**PROBLEM**. Transcribe the data below verbatim from the line with "repository 929dae3619926905" to the line with "fn cache_key(&self) ->". Include both of those lines.

**PROVIDED ENTRIES**.
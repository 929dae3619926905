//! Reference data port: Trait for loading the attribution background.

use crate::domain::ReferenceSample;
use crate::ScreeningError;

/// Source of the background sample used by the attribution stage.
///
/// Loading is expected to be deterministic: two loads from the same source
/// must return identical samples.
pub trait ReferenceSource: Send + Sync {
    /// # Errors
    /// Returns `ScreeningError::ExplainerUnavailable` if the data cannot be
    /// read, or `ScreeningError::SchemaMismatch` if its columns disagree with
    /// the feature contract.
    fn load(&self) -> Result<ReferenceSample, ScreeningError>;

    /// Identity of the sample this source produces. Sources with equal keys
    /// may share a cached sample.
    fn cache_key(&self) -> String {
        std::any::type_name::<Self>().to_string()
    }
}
==
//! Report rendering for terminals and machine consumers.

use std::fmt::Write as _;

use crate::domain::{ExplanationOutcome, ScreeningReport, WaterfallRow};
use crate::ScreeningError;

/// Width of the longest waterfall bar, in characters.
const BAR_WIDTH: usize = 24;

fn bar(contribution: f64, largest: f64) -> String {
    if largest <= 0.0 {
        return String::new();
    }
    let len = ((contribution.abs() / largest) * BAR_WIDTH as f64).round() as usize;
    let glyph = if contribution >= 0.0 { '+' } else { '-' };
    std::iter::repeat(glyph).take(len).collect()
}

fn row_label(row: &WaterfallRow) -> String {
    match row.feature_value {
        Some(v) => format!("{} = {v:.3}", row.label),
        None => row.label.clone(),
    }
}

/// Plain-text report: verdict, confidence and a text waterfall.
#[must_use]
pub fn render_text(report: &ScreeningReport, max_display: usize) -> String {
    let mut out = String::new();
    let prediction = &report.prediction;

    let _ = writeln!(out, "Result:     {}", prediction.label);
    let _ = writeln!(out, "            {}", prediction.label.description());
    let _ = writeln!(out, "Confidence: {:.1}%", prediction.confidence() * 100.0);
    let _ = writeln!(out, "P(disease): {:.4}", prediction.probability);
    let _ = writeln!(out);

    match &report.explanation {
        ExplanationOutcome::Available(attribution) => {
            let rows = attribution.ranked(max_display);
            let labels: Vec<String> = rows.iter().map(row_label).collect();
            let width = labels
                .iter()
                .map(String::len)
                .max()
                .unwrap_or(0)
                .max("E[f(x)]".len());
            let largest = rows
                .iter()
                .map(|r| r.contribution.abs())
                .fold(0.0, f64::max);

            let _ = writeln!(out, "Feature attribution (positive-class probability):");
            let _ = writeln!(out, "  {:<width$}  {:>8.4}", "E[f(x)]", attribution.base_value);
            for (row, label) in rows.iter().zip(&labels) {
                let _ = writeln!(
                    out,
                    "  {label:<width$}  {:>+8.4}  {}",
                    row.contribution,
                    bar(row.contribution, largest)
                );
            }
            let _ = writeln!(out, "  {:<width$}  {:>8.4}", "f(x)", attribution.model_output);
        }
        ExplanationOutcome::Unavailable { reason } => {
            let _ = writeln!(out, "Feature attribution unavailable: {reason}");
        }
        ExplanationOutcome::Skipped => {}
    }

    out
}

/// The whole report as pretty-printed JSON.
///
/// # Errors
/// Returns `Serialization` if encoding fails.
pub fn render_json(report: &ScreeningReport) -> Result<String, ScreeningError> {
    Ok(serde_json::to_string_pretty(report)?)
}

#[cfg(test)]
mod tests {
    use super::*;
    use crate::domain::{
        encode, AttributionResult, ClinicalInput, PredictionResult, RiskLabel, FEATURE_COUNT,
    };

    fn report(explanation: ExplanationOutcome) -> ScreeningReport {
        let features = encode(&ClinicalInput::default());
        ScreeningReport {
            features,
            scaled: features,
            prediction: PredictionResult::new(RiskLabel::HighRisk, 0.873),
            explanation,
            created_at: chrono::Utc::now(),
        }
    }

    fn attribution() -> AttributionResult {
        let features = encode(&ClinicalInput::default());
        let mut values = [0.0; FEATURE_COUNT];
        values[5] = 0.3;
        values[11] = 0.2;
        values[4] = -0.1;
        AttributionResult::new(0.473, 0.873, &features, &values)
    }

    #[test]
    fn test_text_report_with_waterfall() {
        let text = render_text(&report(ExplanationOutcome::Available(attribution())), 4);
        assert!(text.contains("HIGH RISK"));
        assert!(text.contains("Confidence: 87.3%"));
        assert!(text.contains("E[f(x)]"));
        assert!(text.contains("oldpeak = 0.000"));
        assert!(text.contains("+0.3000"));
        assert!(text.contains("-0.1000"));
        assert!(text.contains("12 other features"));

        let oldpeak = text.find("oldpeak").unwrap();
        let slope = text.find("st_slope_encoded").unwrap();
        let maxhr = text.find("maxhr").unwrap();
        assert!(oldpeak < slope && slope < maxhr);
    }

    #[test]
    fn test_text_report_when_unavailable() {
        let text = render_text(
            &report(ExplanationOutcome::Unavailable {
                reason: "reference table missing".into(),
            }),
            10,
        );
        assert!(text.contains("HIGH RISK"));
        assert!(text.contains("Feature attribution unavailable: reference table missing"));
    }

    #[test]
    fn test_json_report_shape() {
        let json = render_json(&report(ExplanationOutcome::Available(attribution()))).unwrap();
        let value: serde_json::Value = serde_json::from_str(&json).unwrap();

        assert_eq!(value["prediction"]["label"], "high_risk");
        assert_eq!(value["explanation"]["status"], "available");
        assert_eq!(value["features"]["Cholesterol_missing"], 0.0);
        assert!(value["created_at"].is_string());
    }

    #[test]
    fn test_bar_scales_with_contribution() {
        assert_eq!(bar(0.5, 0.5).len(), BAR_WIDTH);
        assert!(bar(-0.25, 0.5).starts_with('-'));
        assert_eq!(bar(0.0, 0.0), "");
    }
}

**SOLUTION BELOW**.
repository 929dae3619926905
//! Reference data port: Trait for loading the attribution background.

use crate::domain::ReferenceSample;
use crate::ScreeningError;

/// Source of the background sample used by the attribution stage.
///
/// Loading is expected to be deterministic: two loads from the same source
/// must return identical samples.
pub trait ReferenceSource: Send + Sync {
    /// # Errors
    /// Returns `ScreeningError::ExplainerUnavailable` if the data cannot be
    /// read, or `ScreeningError::SchemaMismatch` if its columns disagree with
    /// the feature contract.
    fn load(&self) -> Result<ReferenceSample, ScreeningError>;

    /// Identity of the sample this source produces. Sources with equal keys
    /// may share a cached sample.
    fn cache_key(&self) -> String {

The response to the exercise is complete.